_SUPPLIED INFORMATION_
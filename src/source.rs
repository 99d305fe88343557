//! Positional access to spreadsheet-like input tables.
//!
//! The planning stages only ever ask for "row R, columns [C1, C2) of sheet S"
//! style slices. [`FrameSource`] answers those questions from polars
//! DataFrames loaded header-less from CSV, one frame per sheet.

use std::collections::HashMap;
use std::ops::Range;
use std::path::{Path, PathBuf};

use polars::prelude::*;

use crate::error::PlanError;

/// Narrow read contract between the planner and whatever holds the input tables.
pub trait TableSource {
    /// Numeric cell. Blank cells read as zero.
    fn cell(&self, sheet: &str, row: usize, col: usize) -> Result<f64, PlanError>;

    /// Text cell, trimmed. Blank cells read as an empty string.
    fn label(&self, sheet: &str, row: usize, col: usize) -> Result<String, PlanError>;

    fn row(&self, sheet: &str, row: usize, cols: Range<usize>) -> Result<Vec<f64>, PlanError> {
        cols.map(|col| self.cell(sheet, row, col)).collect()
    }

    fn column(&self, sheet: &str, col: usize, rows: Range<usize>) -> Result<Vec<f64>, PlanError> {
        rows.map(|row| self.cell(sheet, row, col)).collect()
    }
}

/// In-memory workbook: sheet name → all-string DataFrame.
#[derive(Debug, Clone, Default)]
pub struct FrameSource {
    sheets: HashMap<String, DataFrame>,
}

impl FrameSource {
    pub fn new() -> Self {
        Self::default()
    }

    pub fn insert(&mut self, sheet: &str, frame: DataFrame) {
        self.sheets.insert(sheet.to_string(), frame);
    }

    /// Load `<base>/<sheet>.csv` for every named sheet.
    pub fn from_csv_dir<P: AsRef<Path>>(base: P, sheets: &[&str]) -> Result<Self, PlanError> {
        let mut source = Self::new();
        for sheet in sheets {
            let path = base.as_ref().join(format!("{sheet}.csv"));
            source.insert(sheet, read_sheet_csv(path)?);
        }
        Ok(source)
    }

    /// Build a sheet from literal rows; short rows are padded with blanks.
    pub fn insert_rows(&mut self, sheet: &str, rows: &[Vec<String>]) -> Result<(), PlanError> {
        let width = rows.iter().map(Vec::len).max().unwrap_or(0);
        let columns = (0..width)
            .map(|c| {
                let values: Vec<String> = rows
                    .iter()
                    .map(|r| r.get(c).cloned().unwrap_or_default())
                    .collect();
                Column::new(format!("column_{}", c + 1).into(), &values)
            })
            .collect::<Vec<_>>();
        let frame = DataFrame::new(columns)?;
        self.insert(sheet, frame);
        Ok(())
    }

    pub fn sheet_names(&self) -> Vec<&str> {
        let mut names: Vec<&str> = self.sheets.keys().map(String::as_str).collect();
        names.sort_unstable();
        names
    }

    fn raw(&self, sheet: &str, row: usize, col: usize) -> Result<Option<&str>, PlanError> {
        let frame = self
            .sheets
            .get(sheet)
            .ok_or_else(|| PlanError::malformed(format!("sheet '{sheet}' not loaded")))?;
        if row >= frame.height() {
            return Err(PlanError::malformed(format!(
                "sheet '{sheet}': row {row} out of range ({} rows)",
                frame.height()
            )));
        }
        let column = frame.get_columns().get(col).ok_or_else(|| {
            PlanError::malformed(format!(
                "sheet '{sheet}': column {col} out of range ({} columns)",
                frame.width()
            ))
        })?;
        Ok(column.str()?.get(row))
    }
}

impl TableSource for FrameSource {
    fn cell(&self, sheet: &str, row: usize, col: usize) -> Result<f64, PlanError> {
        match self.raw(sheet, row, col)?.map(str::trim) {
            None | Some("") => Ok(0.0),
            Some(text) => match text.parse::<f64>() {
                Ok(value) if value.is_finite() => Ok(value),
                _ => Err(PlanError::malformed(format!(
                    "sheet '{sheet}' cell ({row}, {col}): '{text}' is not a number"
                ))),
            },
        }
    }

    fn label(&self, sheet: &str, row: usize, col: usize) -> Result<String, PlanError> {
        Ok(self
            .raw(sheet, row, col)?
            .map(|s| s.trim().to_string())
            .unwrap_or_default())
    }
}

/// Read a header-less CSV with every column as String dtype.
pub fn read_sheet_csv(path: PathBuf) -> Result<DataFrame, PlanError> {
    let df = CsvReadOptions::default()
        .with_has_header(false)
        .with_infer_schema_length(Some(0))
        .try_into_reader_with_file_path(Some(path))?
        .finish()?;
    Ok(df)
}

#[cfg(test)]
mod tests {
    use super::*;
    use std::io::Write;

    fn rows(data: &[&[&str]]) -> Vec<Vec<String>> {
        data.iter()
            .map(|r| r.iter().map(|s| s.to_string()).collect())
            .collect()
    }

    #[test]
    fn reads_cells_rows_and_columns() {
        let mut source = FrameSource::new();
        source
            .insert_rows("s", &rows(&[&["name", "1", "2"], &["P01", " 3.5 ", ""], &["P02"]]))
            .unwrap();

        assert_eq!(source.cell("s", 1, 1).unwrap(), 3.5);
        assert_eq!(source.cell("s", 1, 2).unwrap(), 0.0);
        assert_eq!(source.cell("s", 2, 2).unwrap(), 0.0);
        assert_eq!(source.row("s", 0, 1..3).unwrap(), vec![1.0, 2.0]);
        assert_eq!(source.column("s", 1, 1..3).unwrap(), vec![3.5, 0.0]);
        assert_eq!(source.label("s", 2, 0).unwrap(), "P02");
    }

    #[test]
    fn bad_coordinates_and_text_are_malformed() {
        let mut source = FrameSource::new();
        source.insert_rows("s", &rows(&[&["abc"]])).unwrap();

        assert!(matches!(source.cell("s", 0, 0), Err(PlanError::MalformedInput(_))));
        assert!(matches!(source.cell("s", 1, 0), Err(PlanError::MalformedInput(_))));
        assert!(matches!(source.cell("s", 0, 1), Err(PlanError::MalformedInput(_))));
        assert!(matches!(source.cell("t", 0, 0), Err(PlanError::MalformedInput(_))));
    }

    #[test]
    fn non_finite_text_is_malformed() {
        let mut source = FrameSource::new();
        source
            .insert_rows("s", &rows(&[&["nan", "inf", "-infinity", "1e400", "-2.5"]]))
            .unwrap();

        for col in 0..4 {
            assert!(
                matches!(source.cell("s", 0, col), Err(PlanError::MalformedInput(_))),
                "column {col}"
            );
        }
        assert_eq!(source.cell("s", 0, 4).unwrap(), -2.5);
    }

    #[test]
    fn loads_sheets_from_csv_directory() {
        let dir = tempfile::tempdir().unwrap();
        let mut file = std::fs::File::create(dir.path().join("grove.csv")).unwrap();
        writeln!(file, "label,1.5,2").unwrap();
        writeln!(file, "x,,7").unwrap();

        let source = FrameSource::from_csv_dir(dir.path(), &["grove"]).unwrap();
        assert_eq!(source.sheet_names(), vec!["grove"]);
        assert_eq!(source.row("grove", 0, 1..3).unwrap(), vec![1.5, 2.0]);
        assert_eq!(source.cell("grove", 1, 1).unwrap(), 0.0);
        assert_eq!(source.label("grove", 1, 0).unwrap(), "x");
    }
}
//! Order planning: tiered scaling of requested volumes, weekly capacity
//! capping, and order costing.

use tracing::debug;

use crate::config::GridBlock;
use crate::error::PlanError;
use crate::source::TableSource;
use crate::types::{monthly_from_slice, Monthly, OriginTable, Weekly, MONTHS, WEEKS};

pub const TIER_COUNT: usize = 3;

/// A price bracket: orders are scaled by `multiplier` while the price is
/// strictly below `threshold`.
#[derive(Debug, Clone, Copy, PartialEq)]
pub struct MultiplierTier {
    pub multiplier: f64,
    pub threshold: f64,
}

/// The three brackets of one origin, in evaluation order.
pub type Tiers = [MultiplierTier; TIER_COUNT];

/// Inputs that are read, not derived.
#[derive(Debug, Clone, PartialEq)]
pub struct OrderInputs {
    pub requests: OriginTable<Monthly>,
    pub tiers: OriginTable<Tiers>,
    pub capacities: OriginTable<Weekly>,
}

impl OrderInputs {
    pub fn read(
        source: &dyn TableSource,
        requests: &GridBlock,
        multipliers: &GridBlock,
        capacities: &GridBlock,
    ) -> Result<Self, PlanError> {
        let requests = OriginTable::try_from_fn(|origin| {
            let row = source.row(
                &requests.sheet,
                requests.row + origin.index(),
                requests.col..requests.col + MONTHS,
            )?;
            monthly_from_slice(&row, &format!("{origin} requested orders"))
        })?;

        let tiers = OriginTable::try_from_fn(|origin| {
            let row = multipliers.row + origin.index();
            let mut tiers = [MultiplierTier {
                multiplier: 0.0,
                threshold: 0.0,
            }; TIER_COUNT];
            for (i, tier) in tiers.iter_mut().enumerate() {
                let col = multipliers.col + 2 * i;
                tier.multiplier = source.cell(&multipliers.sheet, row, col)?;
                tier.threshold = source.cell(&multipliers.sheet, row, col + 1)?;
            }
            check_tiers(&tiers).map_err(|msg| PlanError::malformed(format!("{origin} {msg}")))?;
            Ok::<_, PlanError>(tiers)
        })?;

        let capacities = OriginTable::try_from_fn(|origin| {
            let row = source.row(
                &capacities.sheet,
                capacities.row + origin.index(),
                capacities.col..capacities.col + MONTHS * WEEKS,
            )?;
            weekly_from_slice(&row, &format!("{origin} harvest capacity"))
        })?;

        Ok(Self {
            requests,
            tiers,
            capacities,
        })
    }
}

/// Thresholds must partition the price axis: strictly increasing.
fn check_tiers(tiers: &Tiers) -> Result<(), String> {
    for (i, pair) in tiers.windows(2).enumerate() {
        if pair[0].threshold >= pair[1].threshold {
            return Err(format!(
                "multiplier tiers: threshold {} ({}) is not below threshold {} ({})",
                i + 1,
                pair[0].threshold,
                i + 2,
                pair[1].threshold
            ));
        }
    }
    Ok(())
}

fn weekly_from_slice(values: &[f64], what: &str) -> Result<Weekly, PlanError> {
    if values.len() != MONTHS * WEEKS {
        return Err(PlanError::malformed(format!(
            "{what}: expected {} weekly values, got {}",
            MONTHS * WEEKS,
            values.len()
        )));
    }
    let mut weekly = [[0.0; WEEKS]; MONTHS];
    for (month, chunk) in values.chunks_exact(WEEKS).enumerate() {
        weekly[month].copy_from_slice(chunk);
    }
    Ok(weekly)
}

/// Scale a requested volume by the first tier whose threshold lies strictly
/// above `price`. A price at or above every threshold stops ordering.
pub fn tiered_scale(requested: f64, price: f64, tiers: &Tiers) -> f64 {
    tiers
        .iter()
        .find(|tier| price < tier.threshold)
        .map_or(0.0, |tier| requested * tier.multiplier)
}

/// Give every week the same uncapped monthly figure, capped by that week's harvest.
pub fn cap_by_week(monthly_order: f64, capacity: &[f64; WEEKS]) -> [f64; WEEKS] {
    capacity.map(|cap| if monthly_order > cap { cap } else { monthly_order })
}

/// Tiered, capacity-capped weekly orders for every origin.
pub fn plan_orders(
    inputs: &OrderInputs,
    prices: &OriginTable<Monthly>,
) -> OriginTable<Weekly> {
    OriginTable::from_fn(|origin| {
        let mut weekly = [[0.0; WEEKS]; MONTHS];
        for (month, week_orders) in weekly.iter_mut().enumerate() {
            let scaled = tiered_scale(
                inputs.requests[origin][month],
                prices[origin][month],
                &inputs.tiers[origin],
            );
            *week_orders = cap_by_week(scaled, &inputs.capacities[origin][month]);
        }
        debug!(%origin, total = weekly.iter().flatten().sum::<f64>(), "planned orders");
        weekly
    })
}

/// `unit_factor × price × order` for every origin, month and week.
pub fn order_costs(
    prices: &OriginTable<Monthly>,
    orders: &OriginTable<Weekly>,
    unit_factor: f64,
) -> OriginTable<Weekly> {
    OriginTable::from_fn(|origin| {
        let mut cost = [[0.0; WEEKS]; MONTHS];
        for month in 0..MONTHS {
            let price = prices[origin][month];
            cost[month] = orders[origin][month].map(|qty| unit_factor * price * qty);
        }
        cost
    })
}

_EXERCISE BRIEF_
The answer is the run of lines that starts at the one containing "let mut cost" and ends at the last line of the material, reproduced exactly.

_ANSWER BOX_
        let mut cost = [[0.0; WEEKS]; MONTHS];
        for month in 0..MONTHS {
            let price = prices[origin][month];
            cost[month] = orders[origin][month].map(|qty| unit_factor * price * qty);
        }
        cost
    })
}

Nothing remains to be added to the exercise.